Scheint alles wichtige da zu sein.....

Ist XEN noch so schnell wie zu XEN 2.X bzw. 3.X Zeiten?

Für mich wäre das Durchreichen der Grafikhardware an einen MS BS mit der guten Performance von XEN die Wahl.

Leider ist KVM nicht mehr so schnell wie am Anfang.

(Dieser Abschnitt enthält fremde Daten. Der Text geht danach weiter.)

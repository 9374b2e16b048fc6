//! Time-bucketed commit counting.

use crate::api::Commit;
use chrono::{DateTime, Datelike, NaiveDate, NaiveDateTime, Utc};
use log::warn;
use std::collections::BTreeMap;
use std::str::FromStr;
use strum_macros::{AsRefStr, EnumString};

/// Commit counts keyed by period, iterated in ascending key order.
pub type FrequencyHistogram = BTreeMap<String, u64>;

#[derive(Debug, Clone, Copy, Default, PartialEq, Eq, AsRefStr, EnumString)]
#[strum(serialize_all = "lowercase")]
pub enum Granularity {
    #[default]
    Day,
    Week,
    Month,
    Year,
}

impl Granularity {
    /// Unknown or missing values fall back to `Day`.
    pub fn parse_or_default(value: Option<&str>) -> Self {
        value.and_then(|value| Granularity::from_str(value).ok()).unwrap_or_default()
    }

    pub fn bucket_key(self, instant: &DateTime<Utc>) -> String {
        match self {
            Granularity::Day => instant.format("%Y-%m-%d").to_string(),
            Granularity::Week => {
                let week = instant.iso_week();
                format!("{}-W{:02}", week.year(), week.week())
            }
            Granularity::Month => instant.format("%Y-%m").to_string(),
            Granularity::Year => instant.format("%Y").to_string(),
        }
    }
}

/// Inclusive UTC time window.
#[derive(Debug, Clone, Copy, PartialEq, Eq)]
pub struct DateRange {
    pub from: DateTime<Utc>,
    pub to: DateTime<Utc>,
}

impl DateRange {
    pub fn everything_until(now: DateTime<Utc>) -> Self {
        DateRange {
            from: DateTime::<Utc>::MIN_UTC,
            to: now,
        }
    }

    /// Absent bounds default to the earliest instant and `now`.
    /// If either given bound cannot be parsed, both bounds fall back to their defaults.
    pub fn resolve(from: Option<&str>, to: Option<&str>, now: DateTime<Utc>) -> Self {
        let defaults = Self::everything_until(now);
        let from = from.map(|value| parse_instant(value).ok_or(value)).transpose();
        let to = to.map(|value| parse_instant(value).ok_or(value)).transpose();
        match (from, to) {
            (Ok(from), Ok(to)) => DateRange {
                from: from.unwrap_or(defaults.from),
                to: to.unwrap_or(defaults.to),
            },
            (Err(value), _) | (_, Err(value)) => {
                warn!("Unparsable date bound {:?}, using the full range", value);
                defaults
            }
        }
    }

    pub fn contains(&self, instant: &DateTime<Utc>) -> bool {
        self.from <= *instant && *instant <= self.to
    }
}

/// Date-times carrying an offset.
const OFFSET_FORMATS: [&str; 3] = [
    "%Y-%m-%dT%H:%M:%S%.f%z",
    "%Y-%m-%d %H:%M:%S%.f%z",
    "%Y/%m/%d %H:%M:%S%.f%z",
];

const DATE_TIME_FORMATS: [&str; 10] = [
    "%Y-%m-%dT%H:%M:%S%.f",
    "%Y-%m-%d %H:%M:%S%.f",
    "%Y-%m-%dT%H:%M",
    "%Y-%m-%d %H:%M",
    "%Y/%m/%d %H:%M:%S",
    "%Y/%m/%d %H:%M",
    "%B %d %Y %H:%M:%S",
    "%B %d %Y %H:%M",
    "%d %B %Y %H:%M:%S",
    "%d %B %Y %H:%M",
];

/// Numeric day and month are read month first, day first only when that fails.
const DATE_FORMATS: [&str; 14] = [
    "%Y-%m-%d",
    "%Y/%m/%d",
    "%Y.%m.%d",
    "%m/%d/%Y",
    "%d/%m/%Y",
    "%m.%d.%Y",
    "%d.%m.%Y",
    "%m-%d-%Y",
    "%d-%m-%Y",
    "%B %d %Y",
    "%d %B %Y",
    "%Y %B %d",
    "%d-%B-%Y",
    "%a %B %d %Y",
];

/// Month without a day, resolved to its first day.
const MONTH_FORMATS: [&str; 3] = ["%Y-%m", "%Y/%m", "%B %Y"];

/// Parses a user supplied date or date-time: RFC 3339, RFC 2822, ISO-like shapes with
/// `-` `/` or `.` separators, and month names (`Feb 1, 2024`, `1 February 2024`).
/// Values without an offset are taken as UTC.
pub fn parse_instant(value: &str) -> Option<DateTime<Utc>> {
    let value = value.trim();
    if let Ok(instant) = DateTime::parse_from_rfc3339(value).or_else(|_| DateTime::parse_from_rfc2822(value)) {
        return Some(instant.with_timezone(&Utc));
    }
    if let Some(instant) = OFFSET_FORMATS
        .iter()
        .find_map(|format| DateTime::parse_from_str(value, format).ok())
    {
        return Some(instant.with_timezone(&Utc));
    }

    // Commas and repeated blanks carry no meaning in the human readable shapes.
    let value = value.replace(',', " ").split_whitespace().collect::<Vec<_>>().join(" ");
    if let Some(instant) = DATE_TIME_FORMATS
        .iter()
        .find_map(|format| NaiveDateTime::parse_from_str(&value, format).ok())
    {
        return Some(instant.and_utc());
    }
    // Month shapes go first, `%B %d %Y` would read "February 2024" as year 24.
    let first_day = format!("{} 1", value);
    MONTH_FORMATS
        .iter()
        .find_map(|format| NaiveDate::parse_from_str(&first_day, &format!("{} %d", format)).ok())
        .or_else(|| {
            DATE_FORMATS
                .iter()
                .find_map(|format| NaiveDate::parse_from_str(&value, format).ok())
        })
        .and_then(|date| date.and_hms_opt(0, 0, 0))
        .map(|instant| instant.and_utc())
}

/// Accumulates commits into a `FrequencyHistogram`.
#[derive(Debug)]
pub struct FrequencyCounter {
    range: DateRange,
    granularity: Granularity,
    histogram: FrequencyHistogram,
}

impl FrequencyCounter {
    pub fn new(range: DateRange, granularity: Granularity) -> Self {
        FrequencyCounter {
            range,
            granularity,
            histogram: FrequencyHistogram::new(),
        }
    }

    /// Counts commits dated inside the range. Author date wins over committer date;
    /// commits without a parsable date are skipped.
    pub fn add_commits<'a>(&mut self, commits: impl IntoIterator<Item = &'a Commit>) {
        for commit in commits {
            let Some(instant) = commit_instant(commit) else {
                continue;
            };
            if !self.range.contains(&instant) {
                continue;
            }
            *self.histogram.entry(self.granularity.bucket_key(&instant)).or_insert(0) += 1;
        }
    }

    pub fn finish(self) -> FrequencyHistogram {
        self.histogram
    }
}

fn commit_instant(commit: &Commit) -> Option<DateTime<Utc>> {
    [&commit.author_date, &commit.committer_date]
        .into_iter()
        .flatten()
        .find(|date| !date.is_empty())
        .and_then(|date| parse_instant(date))
}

Hat jemand XEN 4 am Laufen?

G. R.Last edited by Tinitus on Tue May 25, 2010 11:21 am; edited 1 time in total

----------

## trikolon

Hallo,

naja du musst einige Sachen dabei beachten. In den Ebuilds sind keine aktuellen PV-OPS Kernel enthalten, dh du musst die per git ziehen und bauen (ist aber wirklich nciht schwer - der in portage ist ein backported vom 18er Kernel mit den opensuse patches). Desweiteren brauchst du ein Mainboard und eine CPU die VT-d kann (VT alleine reicht nicht und so viel ich gesehen hab, klappt das bisher nur mit einer Intel CPU). Schnell ist Xen 4 allemal noch, nochdazu mit aktuellem 33er Kernel (34 ist im Next Branch). Allerdings gibt es wohl im Moment Probleme mit Xen 4 und udev 154 (musst mal unter bugs.gentoo.org kucken, da steht das beschrieben). Alles in allem läuft Xen 4 aber recht gut bei mir und ja, kvm war wirklich mal deutlich schneller früher.. keine Ahnung woran das nun liegt.

Ben

----------